Pouliot George, Rao Venkatesh, McCarty Jessica L, Soja Amber
a Computational Exposure Division, National Exposure Research Laboratory , U.S. Environmental Protection Agency, Research Triangle Park , NC , USA.
b Office of Air Quality Planning and Standards, Office of Air and Radiation , U.S. Environmental Protection Agency, Research Triangle Park , NC , USA.
J Air Waste Manag Assoc. 2017 May;67(5):613-622. doi: 10.1080/10962247.2016.1268982. Epub 2016 Dec 14.
Biomass burning has been identified as an important contributor to the degradation of air quality because of its impact on ozone and particulate matter. One component of the biomass burning inventory, crop residue burning, has been poorly characterized in the National Emissions Inventory (NEI). In the 2011 NEI, wildland fires, prescribed fires, and crop residue burning collectively were the largest source of PM. This paper summarizes our 2014 NEI method to estimate crop residue burning emissions and grass/pasture burning emissions using remote sensing data and field information and literature-based, crop-specific emission factors. We focus on both the postharvest and pre-harvest burning that takes place with bluegrass, corn, cotton, rice, soybeans, sugarcane and wheat. Estimates for 2014 indicate that over the continental United States (CONUS), crop residue burning excluding all areas identified as Pasture/Grass, Grassland Herbaceous, and Pasture/Hay occurred over approximately 1.5 million acres of land and produced 19,600 short tons of PM. For areas identified as Pasture/Grass, Grassland Herbaceous, and Pasture/Hay, biomass burning emissions occurred over approximately 1.6 million acres of land and produced 30,000 short tons of PM. This estimate compares with the 2011 NEI and 2008 NEI as follows: 2008: 49,650 short tons and 2011: 141,180 short tons. Note that in the previous two NEIs rangeland burning was not well defined and so the comparison is not exact. The remote sensing data also provided verification of our existing diurnal profile for crop residue burning emissions used in chemical transport modeling. In addition, the entire database used to estimate this sector of emissions is available on EPA's Clearinghouse for Inventories and Emission Factors (CHIEF, http://www3.epa.gov/ttn/chief/index.html ).
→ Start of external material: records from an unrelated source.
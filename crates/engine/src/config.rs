//! Engine configuration
//!
//! All tunable rates, bounds, and windows in one place. Defaults match the
//! production deployment: 2% transfer fee, 24h gift cooldown, 25% win
//! probability with double-or-nothing payout, 90% loan collateral and 25%
//! interest.

use chrono::Duration;
use rust_decimal::Decimal;

#[derive(Debug, Clone)]
pub struct EngineConfig {
    /// Transfer fee rate applied to the transferred amount
    pub fee_rate: Decimal,
    /// TTL after which a pending transfer request expires
    pub transfer_ttl: Duration,

    /// Bounds of the uniform daily-gift draw
    pub gift_min: Decimal,
    pub gift_max: Decimal,
    /// Rolling window between gift claims
    pub gift_cooldown: Duration,

    /// Accepted bet range
    pub min_bet: Decimal,
    pub max_bet: Decimal,
    /// Probability a wager draw wins (before the pool cap)
    pub win_probability: f64,

    /// Fraction of the loan amount the borrower must already hold
    pub collateral_ratio: Decimal,
    /// Interest rate charged on the principal
    pub interest_rate: Decimal,
}

impl Default for EngineConfig {
    fn default() -> Self {
        Self {
            fee_rate: Decimal::new(2, 2),         // 0.02
            transfer_ttl: Duration::minutes(15),
            gift_min: Decimal::new(5, 3),         // 0.005
            gift_max: Decimal::new(1, 2),         // 0.01
            gift_cooldown: Duration::hours(24),
            min_bet: Decimal::new(1, 2),          // 0.01
            max_bet: Decimal::new(100_000, 2),    // 1000.00
            win_probability: 0.25,
            collateral_ratio: Decimal::new(9, 1), // 0.9
            interest_rate: Decimal::new(25, 2),   // 0.25
        }
    }
}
Estimates of crop residue burning and rangeland burning emissions can be improved by using satellite detections. Local information is helpful in distinguishing crop residue and rangeland burning from all other types of fires.
生物质燃烧因其对臭氧和颗粒物的影响,已被确定为空气质量下降的一个重要因素。生物质燃烧清单的一个组成部分,即作物秸秆燃烧,在美国国家排放清单(NEI)中的特征描述很差。在2011年的NEI中,野火、规定火烧和作物秸秆燃烧共同构成了颗粒物的最大来源。本文总结了我们在2014年NEI中使用遥感数据、实地信息以及基于文献的特定作物排放因子来估算作物秸秆燃烧排放和草地/牧场燃烧排放的方法。我们关注早熟禾、玉米、棉花、水稻、大豆、甘蔗和小麦在收获后和收获前的燃烧情况。2014年的估算表明,在美国大陆(CONUS),不包括所有被认定为牧场/草地、草本草地和干草牧场的区域,作物秸秆燃烧发生在约150万英亩的土地上,产生了19,600短吨的颗粒物。对于被认定为牧场/草地、草本草地和干草牧场的区域,生物质燃烧排放发生在约160万英亩的土地上,产生了30,000短吨的颗粒物。该估算与2011年NEI和2008年NEI的对比如下:2008年:49,650短吨,2011年:141,180短吨。请注意,在前两份NEI中,牧场燃烧的定义并不明确,因此这种比较并不精确。遥感数据还验证了我们现有的用于化学传输模型的作物秸秆燃烧排放日变化曲线。此外,用于估算该排放部门的整个数据库可在EPA的清单和排放因子信息中心(CHIEF,http://www3.epa.gov/ttn/chief/index.html )获取。
利用卫星探测可以改进作物秸秆燃烧和牧场燃烧排放的估算。当地信息有助于将作物秸秆燃烧和牧场燃烧与所有其他类型的火灾区分开来。